Work instruction:
The answer must be every line of the data that holds the word "ItemIdentity".
☆ ☆ ☆ ☆
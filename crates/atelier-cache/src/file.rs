//! File-backed store: one JSON object of `key -> value` strings on disk.
//!
//! Stands in for the browser's per-origin storage when the cart runs
//! outside a browser. Every write replaces the whole file via a temporary
//! sibling and a rename, so a reader never observes a half-written document.

use std::collections::BTreeMap;
use std::fs;
use std::io::ErrorKind;
use std::path::PathBuf;

use tracing::{debug, warn};

use crate::{KeyValueStore, StorageError};

/// A [`KeyValueStore`] persisted to a single JSON file.
#[derive(Debug, Clone)]
pub struct FileStore {
    path: PathBuf,
}

impl FileStore {
    /// Use `path` as the backing file. The file is created on first write;
    /// a missing file reads as an empty store.
    pub fn new(path: impl Into<PathBuf>) -> Self {
        Self { path: path.into() }
    }

    fn load(&self) -> Result<BTreeMap<String, String>, StorageError> {
        let content = match fs::read_to_string(&self.path) {
            Ok(content) => content,
            Err(e) if e.kind() == ErrorKind::NotFound => return Ok(BTreeMap::new()),
            Err(e) => return Err(e.into()),
        };

        if content.trim().is_empty() {
            return Ok(BTreeMap::new());
        }

        serde_json::from_str(&content)
            .map_err(|e| StorageError::Corrupt(format!("{}: {}", self.path.display(), e)))
    }

    fn save(&self, entries: &BTreeMap<String, String>) -> Result<(), StorageError> {
        if let Some(parent) = self.path.parent() {
            if !parent.as_os_str().is_empty() {
                fs::create_dir_all(parent)?;
            }
        }

        let json = serde_json::to_string_pretty(entries)
            .map_err(|e| StorageError::Write(e.to_string()))?;

        let mut tmp = self.path.clone().into_os_string();
        tmp.push(".tmp");
        let tmp = PathBuf::from(tmp);

        fs::write(&tmp, json)?;
        fs::rename(&tmp, &self.path)?;
        debug!(path = %self.path.display(), entries = entries.len(), "store file written");
        Ok(())
    }
}

impl KeyValueStore for FileStore {
    fn get(&self, key: &str) -> Result<Option<String>, StorageError> {
        Ok(self.load()?.remove(key))
    }

    /// A corrupt backing file is replaced rather than blocking every later write.
    fn set(&self, key: &str, value: &str) -> Result<(), StorageError> {
        let mut entries = match self.load() {
            Ok(entries) => entries,
            Err(StorageError::Corrupt(reason)) => {
                warn!(%reason, "replacing corrupt store file");
                BTreeMap::new()
            }
            Err(e) => return Err(e),
        };
        entries.insert(key.to_string(), value.to_string());
        self.save(&entries)
    }

    fn remove(&self, key: &str) -> Result<(), StorageError> {
        let mut entries = self.load()?;
        if entries.remove(key).is_some() {
            self.save(&entries)?;
        }
        Ok(())
    }

    fn keys(&self) -> Result<Vec<String>, StorageError> {
        Ok(self.load()?.into_keys().collect())
    }
}

#[cfg(test)]
mod tests {
    use super::*;
    use tempfile::tempdir;

    #[test]
    fn test_missing_file_is_empty() {
        let dir = tempdir().unwrap();
        let store = FileStore::new(dir.path().join("storage.json"));
        assert_eq!(store.get("cart").unwrap(), None);
        assert!(store.keys().unwrap().is_empty());
    }

    #[test]
    fn test_values_survive_reopen() {
        let dir = tempdir().unwrap();
        let path = dir.path().join("nested").join("storage.json");

        FileStore::new(&path).set("cart", r#"[{"name":"Hat"}]"#).unwrap();

        let reopened = FileStore::new(&path);
        assert_eq!(
            reopened.get("cart").unwrap().as_deref(),
            Some(r#"[{"name":"Hat"}]"#)
        );
        assert!(!dir.path().join("nested").join("storage.json.tmp").exists());
    }

    #[test]
    fn test_remove_keeps_other_keys() {
        let dir = tempdir().unwrap();
        let store = FileStore::new(dir.path().join("storage.json"));
        store.set("cart", "[]").unwrap();
        store.set("theme", "dark").unwrap();

        store.remove("cart").unwrap();
        assert_eq!(store.keys().unwrap(), vec!["theme"]);
    }

    #[test]
    fn test_corrupt_file_is_reported() {
        let dir = tempdir().unwrap();
        let path = dir.path().join("storage.json");
        fs::write(&path, "[1, 2").unwrap();

        let err = FileStore::new(&path).get("cart").unwrap_err();
        assert!(matches!(err, StorageError::Corrupt(_)));
    }

    #[test]
    fn test_set_replaces_corrupt_file() {
        let dir = tempdir().unwrap();
        let path = dir.path().join("storage.json");
        fs::write(&path, "[1, 2").unwrap();

        let store = FileStore::new(&path);
        store.set("cart", "[]").unwrap();

        assert_eq!(store.get("cart").unwrap().as_deref(), Some("[]"));
        assert_eq!(store.keys().unwrap(), vec!["cart"]);
    }
}
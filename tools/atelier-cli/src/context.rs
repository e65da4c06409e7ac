//! CLI execution context.

use std::path::{Path, PathBuf};

use anyhow::{Context as _, Result};
use atelier_cache::FileStore;
use atelier_commerce::{CartStore, StoreConfig};
use tracing::debug;

use crate::config::CONFIG_FILE_NAMES;
use crate::output::Output;

/// Default location of the storage file, relative to the working directory.
pub const DEFAULT_STORE_PATH: &str = ".atelier/storage.json";

/// Execution context for CLI commands.
pub struct Context {
    /// Store configuration.
    pub config: StoreConfig,
    /// Where the config came from, if a file was found.
    pub config_path: Option<PathBuf>,
    /// Storage file backing the cart.
    pub store_path: PathBuf,
    /// Output handler.
    pub output: Output,
    /// Working directory.
    pub cwd: PathBuf,
}

impl Context {
    /// Load context from config file.
    pub fn load(config_path: Option<&str>, store_path: &str, output: Output) -> Result<Self> {
        let cwd = std::env::current_dir().context("Failed to get current directory")?;

        let config_path = match config_path {
            Some(path) => Some(resolve_path(&cwd, path)),
            // Try to find config in current directory or parent directories
            None => find_config(&cwd),
        };

        let config = match &config_path {
            Some(path) => {
                debug!(path = %path.display(), "loading config");
                StoreConfig::load(path)
                    .with_context(|| format!("Failed to load config: {}", path.display()))?
            }
            None => StoreConfig::default(),
        };

        let store_path = resolve_path(&cwd, store_path);

        Ok(Self {
            config,
            config_path,
            store_path,
            output,
            cwd,
        })
    }

    /// Open the cart store backed by the storage file and restore its contents.
    pub fn open_store(&self) -> Result<CartStore<FileStore>> {
        let backend = FileStore::new(&self.store_path);
        CartStore::open(backend, self.config.clone())
            .with_context(|| format!("Failed to open cart store: {}", self.store_path.display()))
    }
}

/// Find a config file in the directory tree, nearest first.
fn find_config(start: &Path) -> Option<PathBuf> {
    let mut current = start.to_path_buf();
    loop {
        for name in CONFIG_FILE_NAMES {
            let config_path = current.join(name);
            if config_path.is_file() {
                return Some(config_path);
            }
        }

        if !current.pop() {
            return None;
        }
    }
}

/// Resolve a path relative to the working directory.
fn resolve_path(cwd: &Path, path: &str) -> PathBuf {
    let path = PathBuf::from(path);
    if path.is_absolute() {
        path
    } else {
        cwd.join(path)
    }
}

#[cfg(test)]
mod tests {
    use super::*;

    #[test]
    fn test_find_config_walks_up() {
        let dir = tempfile::tempdir().unwrap();
        let nested = dir.path().join("a").join("b");
        std::fs::create_dir_all(&nested).unwrap();
        std::fs::write(dir.path().join("atelier.toml"), "currency = \"EUR\"\n").unwrap();

        assert_eq!(find_config(&nested), Some(dir.path().join("atelier.toml")));
    }

    #[test]
    fn test_find_config_prefers_nearest() {
        let dir = tempfile::tempdir().unwrap();
        let nested = dir.path().join("shop");
        std::fs::create_dir_all(&nested).unwrap();
        std::fs::write(dir.path().join("atelier.toml"), "").unwrap();
        std::fs::write(nested.join("atelier.json"), "{}").unwrap();

        assert_eq!(find_config(&nested), Some(nested.join("atelier.json")));
    }

    #[test]
    fn test_resolve_path() {
        let cwd = Path::new("/srv/shop");
        assert_eq!(
            resolve_path(cwd, DEFAULT_STORE_PATH),
            PathBuf::from("/srv/shop/.atelier/storage.json")
        );
        assert_eq!(resolve_path(cwd, "/tmp/cart.json"), PathBuf::from("/tmp/cart.json"));
    }
}
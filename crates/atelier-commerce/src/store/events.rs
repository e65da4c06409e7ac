//! Change notifications for cart displays (badge counters and the like).

use std::fmt;

use crate::cart::ItemIdentity;

/// Handle returned by [`CartStore::subscribe`](super::CartStore::subscribe).
#[derive(Debug, Clone, Copy, PartialEq, Eq, Hash)]
pub struct SubscriptionId(u64);

/// What changed.
#[derive(Debug, Clone, PartialEq, Eq)]
pub enum CartChange {
    /// One unit of an item was added.
    ItemAdded {
        identity: ItemIdentity,
        /// Quantity of the entry after the add.
        quantity: u32,
        /// Whether an existing entry was incremented.
        merged: bool,
    },
    /// The cart was emptied.
    Cleared,
}

/// Emitted after every mutation, once the cart has been persisted.
#[derive(Debug, Clone, PartialEq, Eq)]
pub struct CartEvent {
    pub change: CartChange,
    /// Total quantity across all items after the change.
    pub total_quantity: u64,
}

type Listener = Box<dyn Fn(&CartEvent)>;

#[derive(Default)]
pub(crate) struct Listeners {
    next_id: u64,
    entries: Vec<(SubscriptionId, Listener)>,
}

impl Listeners {
    pub(crate) fn add(&mut self, listener: Listener) -> SubscriptionId {
        let id = SubscriptionId(self.next_id);
        self.next_id += 1;
        self.entries.push((id, listener));
        id
    }

    pub(crate) fn remove(&mut self, id: SubscriptionId) -> bool {
        let len_before = self.entries.len();
        self.entries.retain(|(entry_id, _)| *entry_id != id);
        self.entries.len() < len_before
    }

    /// Call every listener in subscription order.
    pub(crate) fn notify(&self, event: &CartEvent) {
        for (_, listener) in &self.entries {
            listener(event);
        }
    }

    pub(crate) fn len(&self) -> usize {
        self.entries.len()
    }
}

impl fmt::Debug for Listeners {
    fn fmt(&self, f: &mut fmt::Formatter<'_>) -> fmt::Result {
        f.debug_struct("Listeners")
            .field("count", &self.entries.len())
            .finish()
    }
}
☆ ☆ ☆ ☆
Written solution:
use crate::cart::ItemIdentity;
        identity: ItemIdentity,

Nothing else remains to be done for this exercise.